[[ EXERCISE INPUT open ]]
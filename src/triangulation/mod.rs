//! Constrained refined Delaunay triangulation on top of [`crate::graph::Graph`].

mod constrain;
mod fixup;
mod insert;
mod params;
mod refine;
mod remove;
pub(crate) mod walk;

pub use params::TriangulationParameters;

use crate::error::Result;
use crate::geometry::{Point, Rect};
use crate::graph::{EdgeId, Graph, VertexId};

/// A contour is a closed, clockwise-wound sequence of points (the hull, or a hole, of an
/// input polygon-with-holes).
pub type Contour = Vec<Point>;

/// Constrained refined Delaunay triangulation engine. Owns no data itself beyond bookkeeping;
/// all mesh state lives in the attached [`Graph`].
pub struct Triangulation<'g> {
    graph: &'g mut Graph,
    is_constrained: bool,
}

impl<'g> Triangulation<'g> {
    pub fn new(graph: &'g mut Graph) -> Self {
        Triangulation {
            graph,
            is_constrained: false,
        }
    }

    pub fn graph(&self) -> &Graph {
        self.graph
    }

    pub fn graph_mut(&mut self) -> &mut Graph {
        self.graph
    }

    pub fn is_constrained(&self) -> bool {
        self.is_constrained
    }

    pub fn flips(&self) -> u64 {
        self.graph.flips()
    }

    pub fn hops(&self) -> u64 {
        self.graph.hops()
    }

    pub fn check(&self) -> bool {
        self.graph.check()
    }

    /// Seeds the graph with two triangles tiling an axis-aligned box.
    pub fn init_box(&mut self, rect: Rect) {
        self.graph.clear();
        self.is_constrained = false;
        let v0 = self.graph.create_vertex(rect.lo.x, rect.lo.y);
        let v1 = self.graph.create_vertex(rect.hi.x, rect.lo.y);
        let v2 = self.graph.create_vertex(rect.hi.x, rect.hi.y);
        let v3 = self.graph.create_vertex(rect.lo.x, rect.hi.y);
        let e0 = self.graph.create_edge(v0, v1);
        let e1 = self.graph.create_edge(v1, v2);
        let e2 = self.graph.create_edge(v2, v3);
        let e3 = self.graph.create_edge(v3, v0);
        let diag = self.graph.create_edge(v0, v2);
        self.graph.create_triangle(e0, e1, diag);
        self.graph.create_triangle(diag, e2, e3);
    }

    /// Inserts a new point, returning the (possibly pre-existing) vertex at that location.
    pub fn insert_point(&mut self, x: f64, y: f64) -> Result<VertexId> {
        insert::insert_point(self, Point::new(x, y))
    }

    pub fn find_vertex_for_point(&self, p: Point) -> Option<VertexId> {
        self.graph
            .vertices()
            .find(|&v| crate::geometry::is_equal(self.graph.position(v), p))
    }

    pub fn find_edge_for_points(&self, p1: Point, p2: Point) -> Option<EdgeId> {
        let v1 = self.find_vertex_for_point(p1)?;
        let v2 = self.find_vertex_for_point(p2)?;
        self.graph.find_edge(v1, v2)
    }

    /// Ordered vertices along the half-line from `p1` to `p2` (and beyond, stopping once past
    /// `p2`). `p1` must be an existing vertex; if not, `p1`/`p2` are swapped and retried.
    /// Returns empty if neither endpoint is an existing vertex.
    pub fn find_vertexes_along_line(&self, p1: Point, p2: Point) -> Vec<VertexId> {
        walk::find_vertexes_along_line(self, p1, p2)
    }

    /// Drops all polygons flagged `is_outside`, along with whatever edges and vertices were
    /// only ever touched by them -- so a point placed outside the hull is dropped from the
    /// graph entirely, not merely unlinked from its (now-removed) triangles.
    pub fn remove_outside_triangles(&mut self) {
        debug_assert!(self.is_constrained, "remove_outside_triangles requires a constrained graph");
        let outside: Vec<_> = self
            .graph
            .polygons()
            .filter(|&p| self.graph.polygon(p).is_outside)
            .collect();
        for p in outside {
            self.graph.remove_polygon(p);
        }
        self.graph.prune_unreferenced();
    }

    /// Forces a list of closed clockwise contours (each a vertex sequence in insertion order)
    /// to appear as edges, marks their edges as segments, floods `is_outside` from them, and
    /// joins collinear T-junction-free edge runs.
    pub fn constrain(&mut self, contours: &[Vec<VertexId>]) {
        constrain::constrain(self, contours);
        self.is_constrained = true;
    }

    /// Chew-style quality refinement: inserts Steiner points until every non-outside triangle
    /// satisfies the quality parameters, or `max_iterations` is reached.
    pub fn refine(&mut self, params: &TriangulationParameters) {
        refine::refine(self, params);
    }

    /// Converts a set of contours (hull followed by holes) plus optional extra points into a
    /// refined constrained Delaunay triangulation.
    pub fn triangulate(&mut self, contours: &[Contour], params: &TriangulationParameters) -> Result<()> {
        self.triangulate_with_points(contours, &[], params)
    }

    pub fn triangulate_with_points(
        &mut self,
        contours: &[Contour],
        extra_points: &[Point],
        params: &TriangulationParameters,
    ) -> Result<()> {
        self.graph.clear();
        self.is_constrained = false;

        let bbox = bbox_of_contours(contours).ok_or(crate::error::PlcError::InvalidContour)?;
        // Pad so every input point lies strictly inside the seed box, never on its boundary.
        let pad = (bbox.hi.x - bbox.lo.x).max(bbox.hi.y - bbox.lo.y).max(1.0);
        self.init_box(Rect::new(
            bbox.lo.x - pad,
            bbox.lo.y - pad,
            bbox.hi.x + pad,
            bbox.hi.y + pad,
        ));

        let mut vertex_contours: Vec<Vec<VertexId>> = Vec::with_capacity(contours.len());
        for contour in contours {
            let mut vs = Vec::with_capacity(contour.len());
            for &p in contour {
                vs.push(self.insert_point(p.x, p.y)?);
            }
            vertex_contours.push(vs);
        }

        for (i, &p) in extra_points.iter().enumerate() {
            if let Ok(v) = self.insert_point(p.x, p.y) {
                self.graph.set_precious(v, i as i64);
            } else {
                log::debug!("extra point {:?} fell outside the hull; dropped", p);
            }
        }

        self.constrain(&vertex_contours);
        self.refine(params);
        if params.remove_outside_triangles {
            self.remove_outside_triangles();
        }
        Ok(())
    }
}

fn bbox_of_contours(contours: &[Contour]) -> Option<Rect> {
    let mut result: Option<Rect> = None;
    for contour in contours {
        for &p in contour {
            result = Some(match result {
                None => Rect::new(p.x, p.y, p.x, p.y),
                Some(r) => r.union_point(p),
            });
        }
    }
    result
}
[[ EXERCISE INPUT closed ]]
- WHAT THE TASK ASKS
The expected output is each line of the records above that includes the word "error".

- ANSWER SECTION
use crate::error::Result;
        let bbox = bbox_of_contours(contours).ok_or(crate::error::PlcError::InvalidContour)?;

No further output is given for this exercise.